The SIU debate team made history during the weekend in Liberty, Mo.
The team of Joshua Rivera and Zach Schneider placed first at the National Parliamentary Tournament of Excellence at William Jewell College, marking the third straight year they have returned with a national title. Rivera was named top speaker of the tournament for the second time.
Rivera, a senior from Chicago studying economics and political science, and Schneider, a senior from Great Mill, Md., studying computer science, have won other national tournaments as partners.
The NPTE is an elite championship that only invites the top teams in the country, said Todd Graham, director of debate. The SIU debate team competed against 68 other teams in the tournament.
But the team’s weekend was not without adversity.
There was an additional national championship in which the team earned second place two days before their victory at NPTE. The debate, which was not invite-only, took place at Kansas City Kansas Community College.
“It was disappointing to get that close and not be able to pull it off, but at the same time, it’s debate,” Schneider said. “Wins happen, and losses also happen.”
Coming in second place helped fuel their drive for the following competition, Graham said.
“That’s probably why we won the next tournament,” he said. “We looked at the next debate as a challenge.
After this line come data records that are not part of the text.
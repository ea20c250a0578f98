//! Prompt text for every backend call.
//!
//! The stored prompt is exactly the text sent to the backend, so each builder
//! embeds whatever upstream output it depends on verbatim. Builders are pure:
//! identical inputs always give identical prompts.

use serde_json::Value;

use crate::extract::extract_object;

/// Call names recorded in the audit trail.
pub mod actions {
    pub const GENERATE_HYPOTHESIS: &str = "generate_hypothesis";
    pub const RANK_NOVELTY: &str = "rank_novelty";
    pub const DESIGN_EXPERIMENT: &str = "design_experiment";
    pub const GENERATE_CODE: &str = "generate_code";
    pub const ANALYZE_RESULTS: &str = "analyze_results";
    pub const WRITE_ABSTRACT: &str = "write_abstract";
}

const JSON_ONLY: &str = "Output ONLY the JSON. Do not include reasoning, explanation, or markdown.";
const TITLE_MAX_CHARS: usize = 120;

/// Ideation: one hypothesis per call. Earlier titles are listed so the three
/// candidates differ.
pub fn hypothesis(topic: &str, index: usize, total: usize, previous_titles: &[String]) -> String {
    let mut p = format!(
        "You are an expert AI research scientist generating novel, testable research hypotheses.\n\
         Topic: {topic}\n\
         Produce hypothesis {n} of {total}.\n",
        n = index + 1,
    );
    if !previous_titles.is_empty() {
        p.push_str("It must differ substantially from these earlier hypotheses:\n");
        for (i, t) in previous_titles.iter().enumerate() {
            p.push_str(&format!("{}. {}\n", i + 1, t));
        }
    }
    p.push_str(
        "Respond with a JSON object with keys: \"title\", \"description\", \"novelty\", \
         \"testable_prediction\", \"experiment_sketch\", \"risk\".\n",
    );
    p.push_str(JSON_ONLY);
    p
}

/// Ideation: score all candidates in one call.
pub fn novelty_ranking(topic: &str, hypotheses: &[String]) -> String {
    let mut p = format!(
        "You are a research novelty assessor.\n\
         Topic: {topic}\n\
         Score each of the following {} hypotheses for novelty on a 1-10 scale.\n\n",
        hypotheses.len()
    );
    for (i, h) in hypotheses.iter().enumerate() {
        p.push_str(&format!("### Hypothesis {}\n{}\n\n", i + 1, h));
    }
    p.push_str(
        "Respond with a JSON object: {\"scores\": [one number per hypothesis, in order], \
         \"reasoning\": str, \"related_work\": [str]}.\n",
    );
    p.push_str(JSON_ONLY);
    p
}

/// Design: full experiment design for the selected hypothesis.
pub fn experiment_design(topic: &str, hypothesis: &str) -> String {
    format!(
        "You are an ML experiment designer. Design a rigorous experiment to test this hypothesis.\n\
         Topic: {topic}\n\n\
         ### Hypothesis\n{hypothesis}\n\n\
         Respond with a JSON object with keys: \"method\", \"baselines\", \"datasets\", \"metrics\", \
         \"hyperparameters\", \"ablations\", \"compute_estimate_gpu_hours\", \"expected_results\".\n\
         {JSON_ONLY}"
    )
}

/// Design: implementation of the design. The design text is embedded verbatim.
pub fn implementation(design: &str) -> String {
    format!(
        "You are an expert ML engineer. Write a complete, runnable, self-contained Python \
         experiment script (PyTorch) implementing the design below: training loop, evaluation, \
         and results printed as JSON to stdout. Output only the code.\n\n\
         ### Experiment design\n{design}\n"
    )
}

/// Analysis: significance judgment over the design and declared results.
pub fn analysis(hypothesis: &str, design: &str, results: &Value) -> String {
    format!(
        "You are a rigorous ML researcher analyzing experiment results. Decide whether the \
         hypothesis is supported and whether the effect is statistically significant. Be honest: \
         if the results do not support the hypothesis, say so.\n\n\
         ### Hypothesis\n{hypothesis}\n\n\
         ### Experiment design\n{design}\n\n\
         ### Results\n{results}\n\n\
         Respond with a JSON object: {{\"verdict\": str, \"significant\": bool, \"confidence\": float, \
         \"key_findings\": [str], \"limitations\": [str], \"follow_ups\": [str]}}.\n\
         {JSON_ONLY}",
        results = canonical_json(results),
    )
}

/// Writing: abstract citing concrete numbers from upstream outputs.
pub fn write_abstract(
    topic: &str,
    hypothesis: &str,
    design: &str,
    results: &Value,
    analysis: &str,
) -> String {
    format!(
        "You are an academic paper writer. Write a concise abstract (under 250 words) \
         structured as context, problem, method, results, impact. Cite the concrete metrics \
         below by value.\n\
         Topic: {topic}\n\n\
         ### Hypothesis\n{hypothesis}\n\n\
         ### Experiment design\n{design}\n\n\
         ### Results\n{results}\n\n\
         ### Analysis\n{analysis}\n",
        results = canonical_json(results),
    )
}

/// Title of a generated hypothesis: its JSON `title`, else its first
/// non-empty line.
pub fn hypothesis_title(output: &str) -> String {
    let from_json = extract_object(output)
        .and_then(|m| m.get("title").and_then(Value::as_str).map(str::to_string));
    let title = from_json.unwrap_or_else(|| {
        output
            .lines()
            .map(str::trim)
            .find(|l| !l.is_empty())
            .unwrap_or("(untitled)")
            .to_string()
    });
    match title.char_indices().nth(TITLE_MAX_CHARS) {
        Some((idx, _)) => title[..idx].to_string(),
        None => title,
    }
}

fn canonical_json(v: &Value) -> String {
    serde_json::to_string_pretty(v).unwrap_or_else(|_| v.to_string())
}

#[cfg(test)]
mod tests {
    use super::*;
    use crate::results::declared_results;

    #[test]
    fn prompts_are_pure() {
        let a = hypothesis("t", 1, 3, &["first".into()]);
        let b = hypothesis("t", 1, 3, &["first".into()]);
        assert_eq!(a, b);
        assert!(a.contains("hypothesis 2 of 3"));
        assert!(a.contains("1. first"));
    }

    #[test]
    fn first_hypothesis_has_no_exclusion_list() {
        let p = hypothesis("t", 0, 3, &[]);
        assert!(!p.contains("differ substantially"));
    }

    #[test]
    fn ranking_lists_every_candidate_in_order() {
        let hs = vec!["alpha".to_string(), "beta".to_string(), "gamma".to_string()];
        let p = novelty_ranking("t", &hs);
        let a = p.find("alpha").unwrap();
        let b = p.find("beta").unwrap();
        let g = p.find("gamma").unwrap();
        assert!(a < b && b < g);
        assert!(p.contains("\"scores\""));
    }

    #[test]
    fn implementation_embeds_design_verbatim() {
        let design = "{\"method\": \"x\"}\nline two";
        assert!(implementation(design).contains(design));
    }

    #[test]
    fn downstream_prompts_embed_upstream_text() {
        let results = declared_results();
        let a = analysis("H", "D", &results);
        assert!(a.contains("### Hypothesis\nH\n"));
        assert!(a.contains("### Experiment design\nD\n"));
        assert!(a.contains("178.9"));

        let w = write_abstract("T", "H", "D", &results, "ANALYSIS TEXT");
        assert!(w.contains("ANALYSIS TEXT"));
        assert!(w.contains("0.84"));
    }

    #[test]
    fn titles_prefer_json_field() {
        assert_eq!(hypothesis_title("{\"title\": \"Sparse critics\"}"), "Sparse critics");
        assert_eq!(hypothesis_title("\n\nPlain heading\nbody"), "Plain heading");
        assert_eq!(hypothesis_title(""), "(untitled)");
        assert_eq!(hypothesis_title(&"x".repeat(500)).len(), TITLE_MAX_CHARS);
    }
}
We did what we had to do to get right back on the horse.”
Using the two days in between tournaments to improve, the team was determined to come out on top.
“It was always kind of a goal in the beginning of the season, to set a record in the university that no one has done before,” Graham said.
SIU became the first university to win three straight championships at the 21-year-old event.
In debate, an excellent sense of preparation is key.
“We spent our entire spring break in the office for about 12 hours each day doing research for the kind of topics that we knew were going to be relevant,” said Ben Reid, an assistant coach.
For NPTE, Rivera and Schneider had to complete nearly 30 different research assignments for 15 topics.
The topics often dealt with major foreign policy or policies the United States should implement domestically, Reid said.
The final topic of debate was whether or not establishing protective zones for certain types of marine life would be beneficial. The team debated against implementing the policy, incorporating points of law, oil contracts, economy, politics and international ramifications.
Michael Selck, an assistant coach, said it is vital to take all aspects into consideration when coming up with an argument.
“You cannot win these types of debates by being narrow-minded,” he said. “You have to know a ton about the world.”
The duo received a national championship trophy with their names engraved alongside those who have previously won.
Though the debate season is coming to a permanent close for seniors Rivera and Schneider, they said all they have learned through debate will continue to follow them into their professional lives.
“The thing about debate is it is so transformative for people no matter what they want to do in life,” said Rivera, who won his third straight title. “I’m now looking forward to transferring what I’ve learned and applying it to the world of public policy.”
Schneider said he is planning on transitioning into a role as an assistant coach on the debate team at SIU.
The sense of camaraderie between team members remains the largest takeaway, however.
“This team is truly family in ways more than one,” Rivera said. “The people you’re with in that final round… that’s what really matters.”